*Material for this task*.
● ● ● ● ●

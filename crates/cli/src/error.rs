//! Error types for CLI operations.

use thiserror::Error;

/// CLI-specific error types
#[derive(Error, Debug)]
pub enum CliError {
    /// Plan file not found
    #[error("Plan file not found: {path}")]
    PlanNotFound { path: String },

    /// Plan references features the registry cannot build
    #[error("Failed to resolve plan: {message}")]
    PlanResolve { message: String },

    /// Acquisition ended with an error
    #[error("Acquisition failed: {message}")]
    AcquisitionFailed { message: String },
}

impl CliError {
    pub fn plan_not_found(path: impl Into<String>) -> Self {
        Self::PlanNotFound { path: path.into() }
    }

    pub fn plan_resolve(message: impl Into<String>) -> Self {
        Self::PlanResolve {
            message: message.into(),
        }
    }

    pub fn acquisition_failed(message: impl Into<String>) -> Self {
        Self::AcquisitionFailed {
            message: message.into(),
        }
    }
}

● ● ● ● ●

*Work order*. All the records are to be transcribed exactly, with no line missing.

*Response*.
filename crates/cli/src/error.rs
//! Error types for CLI operations.

use thiserror::Error;

/// CLI-specific error types
#[derive(Error, Debug)]
pub enum CliError {
    /// Plan file not found
    #[error("Plan file not found: {path}")]
    PlanNotFound { path: String },

    /// Plan references features the registry cannot build
    #[error("Failed to resolve plan: {message}")]
    PlanResolve { message: String },

    /// Acquisition ended with an error
    #[error("Acquisition failed: {message}")]
    AcquisitionFailed { message: String },
}

impl CliError {
    pub fn plan_not_found(path: impl Into<String>) -> Self {
        Self::PlanNotFound { path: path.into() }
    }

    pub fn plan_resolve(message: impl Into<String>) -> Self {
        Self::PlanResolve {
            message: message.into(),
        }
    }

    pub fn acquisition_failed(message: impl Into<String>) -> Self {
        Self::AcquisitionFailed {
            message: message.into(),
        }
    }
}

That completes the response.